Нас остановил жандарм и потребовал предъявить документы на машину и мои водительские права. От этой проверки мы не ожидали ничего хорошего и с тревогой смотрели, как служитель порядка проверяет наши документы. Вдруг он сказал:
— Большая честь для меня встретить члена семьи, такой знаменитой и уважаемой…
От нашей тревоги не осталось и следа, мы с Алике улыбнулись ему тепло и приветливо.
В тот же день, через несколько часов после этой встречи, мы остановились перекусить в маленьком ресторанчике при гостинице, никто на нас не обратил внимания и не заметил нашего прихода; и гости, и хозяева, собравшись в углу зала, слушали новости «Лондонского радио». Это был один из тех редких моментов в моей жизни, когда я с радостью готов был ждать сколь угодно долго, когда мне подадут еду!
В действительности неоккупированная зона была Францией в миниатюре, и мало что изменилось в привычках ее жителей и в их отношениях друг к другу. Все разделяли одни и те же трудности, и это в каком-то смысле всех сплачивало, поражение делало всех братьями по несчастью. Коллаборационизм не ощущался как реальность — до тех пор, пока немцев не было рядом.
Движение Сопротивления еще действовало в глубоком подполье, и население заметило его только после вторжения немцев в Россию и еще более — после высадки американцев в Северной Африке, когда немцы уже оккупировали всю страну.
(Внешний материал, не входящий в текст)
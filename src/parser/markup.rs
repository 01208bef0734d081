use std::sync::LazyLock;

use regex::Regex;

static HEADING_RE: LazyLock<Regex> = LazyLock::new(|| Regex::new(r"^(#+)\s+(.+)$").unwrap());
static LIST_RE: LazyLock<Regex> = LazyLock::new(|| Regex::new(r"^[-*]\s+(.*)$").unwrap());
static BLOCK_SPLIT_RE: LazyLock<Regex> = LazyLock::new(|| Regex::new(r"\n\s*\n").unwrap());

const MAX_HEADING_LEVEL: usize = 6;

#[derive(Debug, Clone, PartialEq)]
pub enum Block {
    Heading { level: u8, text: String },
    ListItem(String),
    Text(String),
}

/// Convert loosely formatted text into an HTML fragment of headings,
/// unordered lists and paragraphs. Content is emitted as-is, without escaping.
pub fn to_html(markup: &str) -> String {
    if markup.trim().is_empty() {
        return String::new();
    }

    let text = markup
        .replace("\\n", "\n")
        .replace("\r\n", "\n")
        .replace('\r', "\n");

    let mut html = String::new();
    for block in BLOCK_SPLIT_RE.split(text.trim()) {
        let block = block.trim();
        if block.is_empty() {
            continue;
        }
        render_block(&classify_lines(block), &mut html);
    }
    html
}

/// Classify every non-blank line of a block independently.
pub fn classify_lines(block: &str) -> Vec<Block> {
    block
        .split('\n')
        .map(str::trim)
        .filter(|l| !l.is_empty())
        .map(classify_line)
        .collect()
}

fn classify_line(line: &str) -> Block {
    // ── Heading: ## text ──
    if let Some(caps) = HEADING_RE.captures(line) {
        let level = caps[1].len().min(MAX_HEADING_LEVEL) as u8;
        return Block::Heading {
            level,
            text: caps[2].trim().to_string(),
        };
    }

    // ── List item: - text / * text ──
    if let Some(caps) = LIST_RE.captures(line) {
        return Block::ListItem(caps[1].trim().to_string());
    }

    Block::Text(line.to_string())
}

/// Group consecutive list items into one `<ul>` and consecutive text lines
/// into one `<p>`. Headings stand alone and break any run.
fn render_block(blocks: &[Block], html: &mut String) {
    let mut i = 0;
    while i < blocks.len() {
        match &blocks[i] {
            Block::Heading { level, text } => {
                html.push_str(&format!("<h{level}>{text}</h{level}>"));
                i += 1;
            }
            Block::ListItem(_) => {
                html.push_str("<ul>");
                while let Some(Block::ListItem(item)) = blocks.get(i) {
                    html.push_str(&format!("<li>{}</li>", item));
                    i += 1;
                }
                html.push_str("</ul>");
            }
            Block::Text(_) => {
                let mut lines = Vec::new();
                while let Some(Block::Text(line)) = blocks.get(i) {
                    lines.push(line.as_str());
                    i += 1;
                }
                html.push_str(&format!("<p>{}</p>", lines.join(" ")));
            }
        }
    }
}
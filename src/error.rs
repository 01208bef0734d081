use thiserror::Error;

/// Why a single fallback tier failed. Never escapes the feed loader.
#[derive(Debug, Error)]
pub enum FeedError {
    #[error("request failed: {0}")]
    Http(#[from] reqwest::Error),
    #[error("unexpected status {status} from {url}")]
    Status { status: u16, url: String },
    #[error("malformed json: {0}")]
    Json(#[from] serde_json::Error),
    #[error("unexpected payload shape: {0}")]
    Shape(String),
    #[error("table has {found} columns, expected at most {expected}")]
    ColumnMismatch { found: usize, expected: usize },
    #[error("io error: {0}")]
    Io(#[from] std::io::Error),
    #[error("row builder task failed: {0}")]
    Task(#[from] tokio::task::JoinError),
}

impl FeedError {
    pub fn code(&self) -> &'static str {
        match self {
            Self::Http(_) => "HTTP",
            Self::Status { .. } => "STATUS",
            Self::Json(_) => "JSON",
            Self::Shape(_) => "SHAPE",
            Self::ColumnMismatch { .. } => "COLUMN_MISMATCH",
            Self::Io(_) => "IO",
            Self::Task(_) => "TASK",
        }
    }
}

pub type FeedResult<T> = Result<T, FeedError>;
Я не встречал никого, кто бы осмелился показать, что он на стороне немцев. Однако не все французы были того же мнения. Они делились на тех, кто видел одно лишь поражение и не далее того, и тех, кто возлагал все свои надежды на Англию, на далекую и почти неправдоподобную победу.
* * *Моим первым демаршем было отправиться в Виши, для встречи с каким-нибудь ответственным чиновником, чтобы не оставить все семьи наших бывших служащих на произвол судьбы, поскольку они не имели никаких средств, кроме пенсий, которые им добровольно отчисляли мой отец, мои дяди или банк. Мой собеседник под конец переговоров согласился продолжать выплачивать те же суммы из банковских авуаров, конфискованных государством.